In the present embodiment, step 1)The middle output signal isolation that amorphous wire GMI pops one's head in is separated into independence and does not interfere with each other
Two paths of signals specifically refer to:Toward the reference voltage connection end input reference voltage of amorphous wire GMI probe, amorphous wire GMI is visited
The voltage of the detectable signal output end output of head is exported respectively to the anode of two diodes, and the negative electrode of two diodes is distinguished
Output connection end as independent and non-interfering two paths of signals.By the way, simply, easily can realize will be non-
The output signal isolation of brilliant silk GMI probe is separated into independent two paths of signals, and will not be mutual when exerting oneself to two paths of signals
Interference.Certainly, under conditions of cost is not considered, it would however also be possible to employ including the isolation circuit including optocoupler, which is equally
The output signal isolation that can realize amorphous wire GMI pops one's head in is separated into independent two paths of signals, will not be described here.
As shown in figure 4, the present embodiment based on single probe biological magnetic field detection circuit of GMI effect include isolation circuit 1, the
One low-pass filter unit 2, the second low-pass filter unit 3 and differential amplification unit 4, the input of isolation circuit 1 and amorphous wire GMI
The detectable signal output end of probe is connected, an output end of isolation circuit 1 and the input phase of the first low-pass filter unit 2
Even, another output end is connected with the input of the second low-pass filter unit 3, and the input of differential amplification unit 4 is respectively with the
One low-pass filter unit 2, the second low-pass filter unit 3 are connected, and the cut-off frequency of the first low-pass filter unit 1 is than detection target life
The higher limit of thing field signal frequency separation is high, and the cut-off frequency of the second low-pass filter unit 2 is than detection target organism magnetic field letter
The lower limit of number frequency separation is low.

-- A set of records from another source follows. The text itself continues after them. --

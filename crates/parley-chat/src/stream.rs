//! The raw TCP surface clients subscribe through.
//!
//! Protocol: the client sends one line `<chatroom>:<username>`, the node
//! answers `success` or `fail`, and after `success` every published line
//! for the room arrives on this stream. The node keeps reading the stream
//! only to detect EOF: a client killed without `leaveChatroom` is cleaned
//! up here.

use crate::registry::RoomRegistry;
use std::net::SocketAddr;
use std::sync::Arc;
use tokio::io::{AsyncBufReadExt, AsyncWriteExt, BufReader};
use tokio::net::TcpListener;
use tokio::net::TcpStream;
use tokio_util::sync::CancellationToken;
use tracing::{debug, info, warn};

pub async fn run_listener(
    listener: TcpListener,
    registry: Arc<RoomRegistry>,
    cancel: CancellationToken,
) {
    loop {
        tokio::select! {
            _ = cancel.cancelled() => {
                debug!("stream listener stopped");
                return;
            }
            accepted = listener.accept() => match accepted {
                Ok((socket, peer)) => {
                    tokio::spawn(handle_subscriber(
                        socket,
                        peer,
                        Arc::clone(&registry),
                        cancel.clone(),
                    ));
                }
                Err(e) => warn!(error = %e, "accept failed"),
            }
        }
    }
}

async fn handle_subscriber(
    socket: TcpStream,
    peer: SocketAddr,
    registry: Arc<RoomRegistry>,
    cancel: CancellationToken,
) {
    let (read_half, mut write_half) = socket.into_split();
    let mut reader = BufReader::new(read_half);

    let mut line = String::new();
    match reader.read_line(&mut line).await {
        Ok(0) | Err(_) => return,
        Ok(_) => {}
    }
    let handshake = line.trim_end_matches(['\r', '\n']);
    let subscribed = handshake
        .split_once(':')
        .and_then(|(room_name, username)| {
            registry
                .get(room_name)
                .map(|room| (room, username.to_string()))
        });
    let (room, username) = match subscribed {
        Some(found) => found,
        None => {
            debug!(%peer, handshake, "rejecting subscription");
            let _ = write_half.write_all(b"fail\n").await;
            return;
        }
    };

    if write_half.write_all(b"success\n").await.is_err() {
        return;
    }
    info!(room = room.name(), username = %username, %peer, "subscriber connected");
    room.subscribe(&username, write_half);

    // EOF watch; nothing else arrives on this direction after the handshake
    loop {
        line.clear();
        tokio::select! {
            _ = cancel.cancelled() => {
                // node shutdown: release the subscriber so its stream closes
                room.unsubscribe(&username);
                return;
            }
            read = reader.read_line(&mut line) => match read {
                Ok(0) | Err(_) => {
                    if room.unsubscribe(&username) {
                        info!(room = room.name(), username = %username, "subscriber stream closed");
                    }
                    return;
                }
                Ok(_) => {}
            }
        }
    }
}

#[cfg(test)]
mod tests {
    use super::*;
    use tokio::io::AsyncReadExt;

    async fn listening_registry() -> (SocketAddr, Arc<RoomRegistry>, CancellationToken) {
        let registry = Arc::new(RoomRegistry::new());
        let listener = TcpListener::bind("127.0.0.1:0").await.unwrap();
        let addr = listener.local_addr().unwrap();
        let cancel = CancellationToken::new();
        tokio::spawn(run_listener(listener, Arc::clone(&registry), cancel.clone()));
        (addr, registry, cancel)
    }

    async fn read_line_from(stream: &mut TcpStream) -> String {
        let mut buf = Vec::new();
        loop {
            let mut byte = [0u8; 1];
            let n = stream.read(&mut byte).await.unwrap();
            if n == 0 || byte[0] == b'\n' {
                break;
            }
            buf.push(byte[0]);
        }
        String::from_utf8(buf).unwrap()
    }

    #[tokio::test]
    async fn valid_handshake_subscribes_and_receives_lines() {
        let (addr, registry, _cancel) = listening_registry().await;
        registry.create("room1");

        let mut stream = TcpStream::connect(addr).await.unwrap();
        stream.write_all(b"room1:alice\n").await.unwrap();
        assert_eq!(read_line_from(&mut stream).await, "success");

        // wait for the subscriber map to reflect the connection
        let room = registry.get("room1").unwrap();
        for _ in 0..50 {
            if room.subscriber_count() == 1 {
                break;
            }
            tokio::time::sleep(std::time::Duration::from_millis(10)).await;
        }
        assert_eq!(room.subscriber_count(), 1);

        room.publish("alice >> hello");
        assert_eq!(read_line_from(&mut stream).await, "alice >> hello");
    }

    #[tokio::test]
    async fn unknown_room_is_rejected() {
        let (addr, _registry, _cancel) = listening_registry().await;
        let mut stream = TcpStream::connect(addr).await.unwrap();
        stream.write_all(b"ghost:alice\n").await.unwrap();
        assert_eq!(read_line_from(&mut stream).await, "fail");
    }

    #[tokio::test]
    async fn malformed_handshake_is_rejected() {
        let (addr, registry, _cancel) = listening_registry().await;
        registry.create("room1");
        let mut stream = TcpStream::connect(addr).await.unwrap();
        stream.write_all(b"no-separator\n").await.unwrap();
        assert_eq!(read_line_from(&mut stream).await, "fail");
    }

    #[tokio::test]
    async fn client_eof_unsubscribes() {
        let (addr, registry, _cancel) = listening_registry().await;
        registry.create("room1");

        let mut stream = TcpStream::connect(addr).await.unwrap();
        stream.write_all(b"room1:alice\n").await.unwrap();
        assert_eq!(read_line_from(&mut stream).await, "success");
        let room = registry.get("room1").unwrap();
        for _ in 0..50 {
            if room.subscriber_count() == 1 {
                break;
            }
            tokio::time::sleep(std::time::Duration::from_millis(10)).await;
        }

        drop(stream);
        for _ in 0..50 {
            if room.subscriber_count() == 0 {
                break;
            }
            tokio::time::sleep(std::time::Duration::from_millis(10)).await;
        }
        assert_eq!(room.subscriber_count(), 0);
    }
}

As shown in figure 4, isolation circuit 1 includes N balanced potentiometer RP, diode D1 and diode D2,
N balanced potentiometer RPA fixing termination power VCC, another fixing end ground connection or reference potential, tune
The reference voltage connection end that section end is popped one's head in amorphous wire GMI is connected, and the anode of the anode of diode D1 and diode D2 connects jointly
It is connected to the detectable signal output end of amorphous wire GMI probe, the input phase of the negative electrode of diode D1 and the first low-pass filter unit 2
Even, the input of the negative electrode of diode D2 and the second low-pass filter unit 3 is connected.N balanced potentiometer RPWith
Reference voltage is improved, the conduction voltage drop of diode D1 and diode D2 is offset so that diode is in pre- conducting state, even if
The induced electricity electromotive force for obtaining amorphous wire GMI probe can be passed in subsequent conditioning circuit by diode D1 and diode D2.Consider
The conduction voltage drop about 0.1V of diode D1 and diode D20.7V, amorphous wire GMI probe, therefore in the present embodiment, diode is led
Logical pressure drop balanced potentiometer RPAdjustable side output voltage be more than 0.8V such that it is able to guarantee offset diode D1 and diode D2
Conduction voltage drop so that diode be in pre- conducting state.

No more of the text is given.